Sample Inputs/Outputs
Sample Input(s) | Sample Output(s) |
---|---|
The first line consists of two integers M and N separated by a space, where M represents the number of boxes and N represents the number of types of items. Starting from the second line, the next M lines each represent the maximum weight (in kilograms) that each box can hold. From the (M+2)th line, the next N lines each represent the weight (in kilograms) of each type of item. Where 0 < M ≤ 50, and 0 < N ≤ 1000. | Display the maximum number of items that can be packed into these boxes. If no items can be packed into the boxes, output 0. |
4 10 30 40 50 25 15 16 30 18 19 20 21 25 24 17 | 7 |
3 9 20 10 10 3 8 3 7 9 3 5 8 5 | 7 |
Thought Process
Calculate the total carrying capacity of all the boxes, then sort the items. Sum the items sequentially and check if the total exceeds the maximum carrying capacity. If it does, stop the loop and record the current item count.
Declare a DFS function that returns a boolean value, with two integer parameters: num and box, representing the current item index and the starting box index for checking.
In the DFS function, check all the boxes. If the current item num can fit in the box, place the item in the box and call DFS again, this time with num - 1 and the current box index i. If this DFS call returns true, restore the item to the previous state and return true.
If when calling DFS you find that num 0 and items[num] == items[num+1], it means the current item size is the same as the previous one and items have already been evaluated, so set start to box and adjust the starting point of the for loop in the box check to start.
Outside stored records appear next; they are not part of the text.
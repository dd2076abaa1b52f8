//! Traversal report.

use super::tracker::DepthTracker;
use crate::domain::{CollectedEntry, MissingDependency, NodeId};
use chrono::{DateTime, Utc};
use serde::{Deserialize, Serialize};
use std::collections::BTreeMap;
use std::time::Duration;

/// How a traversal run ended.
#[derive(Debug, Clone, PartialEq, Eq, Serialize, Deserialize)]
#[serde(tag = "status", rename_all = "snake_case")]
pub enum TraversalOutcome {
    /// Every requested level was processed, or the frontier ran dry.
    Completed,

    /// No document carries the root name.
    RootNotFound,

    /// A store failure stopped the run at `level`.
    Aborted {
        /// Level being resolved when the failure happened (0 = root lookup).
        level: usize,
        /// The store error message.
        reason: String,
    },

    /// The overall timeout expired while resolving `level`.
    TimedOut {
        /// Level being resolved when time ran out.
        level: usize,
    },
}

impl TraversalOutcome {
    /// Whether the run stopped before finishing.
    #[must_use]
    pub fn is_partial(&self) -> bool {
        matches!(self, Self::Aborted { .. } | Self::TimedOut { .. })
    }
}

/// Lookup counters for one run.
#[derive(Debug, Clone, Copy, Default, PartialEq, Eq, Serialize, Deserialize)]
pub struct TraversalStats {
    /// Point reads issued (including the ones that failed).
    pub point_reads: usize,
    /// Point reads that found nothing.
    pub misses: usize,
    /// Distinct ids skipped by the known-id filter.
    pub filtered_out: usize,
    /// Levels fully merged, not counting the root.
    pub levels_completed: usize,
}

/// Result of one traversal run.
#[derive(Debug, Clone, PartialEq, Serialize, Deserialize)]
pub struct TraversalResult {
    /// Library name the run started from.
    pub root_name: String,

    /// Depth the caller asked for.
    pub requested_depth: usize,

    /// Resolved nodes by id, each with its first-discovery depth.
    pub collected_nodes: BTreeMap<NodeId, CollectedEntry>,

    /// Dependencies that were looked up and not found.
    pub missing: Vec<MissingDependency>,

    /// How the run ended.
    pub outcome: TraversalOutcome,

    /// Lookup counters.
    pub stats: TraversalStats,

    /// Wall-clock time the run started.
    pub started_at: DateTime<Utc>,

    /// Run duration.
    #[serde(rename = "elapsed_ms", with = "duration_ms")]
    pub elapsed: Duration,
}

impl TraversalResult {
    /// Assemble the report from a finished tracker.
    ///
    /// Pure: performs no I/O.
    #[must_use]
    pub fn aggregate(
        root_name: impl Into<String>,
        requested_depth: usize,
        tracker: DepthTracker,
        outcome: TraversalOutcome,
        stats: TraversalStats,
        started_at: DateTime<Utc>,
        elapsed: Duration,
    ) -> Self {
        let (found, missing) = tracker.into_parts();
        let collected_nodes = found
            .into_iter()
            .map(|entry| (entry.node.id.clone(), entry))
            .collect();

        Self {
            root_name: root_name.into(),
            requested_depth,
            collected_nodes,
            missing,
            outcome,
            stats,
            started_at,
            elapsed,
        }
    }

    /// Number of collected nodes.
    #[must_use]
    pub fn len(&self) -> usize {
        self.collected_nodes.len()
    }

    /// Returns `true` if nothing was collected.
    #[must_use]
    pub fn is_empty(&self) -> bool {
        self.collected_nodes.is_empty()
    }

    /// Whether `id` was collected.
    #[must_use]
    pub fn contains(&self, id: &str) -> bool {
        self.collected_nodes.contains_key(&NodeId::new(id))
    }

    /// Discovery depth of a collected node.
    #[must_use]
    pub fn depth_of(&self, id: &str) -> Option<usize> {
        self.collected_nodes
            .get(&NodeId::new(id))
            .map(|entry| entry.discovery_depth)
    }

    /// Ids collected at `depth`, sorted.
    #[must_use]
    pub fn ids_at_depth(&self, depth: usize) -> Vec<&NodeId> {
        self.collected_nodes
            .iter()
            .filter(|(_, entry)| entry.discovery_depth == depth)
            .map(|(id, _)| id)
            .collect()
    }

    /// Deepest discovery depth among collected nodes.
    #[must_use]
    pub fn max_discovered_depth(&self) -> Option<usize> {
        self.collected_nodes
            .values()
            .map(|entry| entry.discovery_depth)
            .max()
    }
}

mod duration_ms {
    use serde::{Deserialize, Deserializer, Serializer};
    use std::time::Duration;

    #[allow(clippy::cast_possible_truncation)]
    pub(super) fn serialize<S: Serializer>(value: &Duration, serializer: S) -> Result<S::Ok, S::Error> {
        serializer.serialize_u64(value.as_millis() as u64)
    }

    pub(super) fn deserialize<'de, D: Deserializer<'de>>(deserializer: D) -> Result<Duration, D::Error> {
        u64::deserialize(deserializer).map(Duration::from_millis)
    }
}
Run a for loop from 0 to N-1, and check if DFS(i+1, 0) returns true. If it does not, break the loop, and the answer will be i+1.
Sample Code-ZeroJudge A455: Commodity Sales
#include <iostream>
#include <algorithm>
using namespace std;
int M, N, ans = 0;
int boxes[55] , items[1005];
bool DFS(const int num, const int box) {
if(num < 0) return true;
int start = 0;
if(box > 0 && items[num] == items[num+1]) start = box;
for (int i = start; i<M; i++) {
const int item = items[num];
if (boxes[i] - item >= 0) {
boxes[i] -= item;
if (DFS(num-1, i)) {
boxes[i] += item;
return true;
}
boxes[i] += item;
}
}
return false;
}
int main() {
cin.sync_with_stdio(0);
cin.tie(0);
cin >> M >> N;
int totalBNox = 0;
for (int i = 0; i<M; i++) {
cin >> boxes[i];
totalBNox += boxes[i];
}
int totalWeight = 0;
for (int i = 0; i<N; i++) {
cin >> items[i];
}
sort(items, items+N);
int i;
for (i = 0; i<N; i++) {
totalWeight += items[i];
if(totalWeight > totalBNox) break;
if(!DFS(i, 0)) break;
}
cout << i << "\n";
}
//ZeroJudge A455
//Dr. SeanXD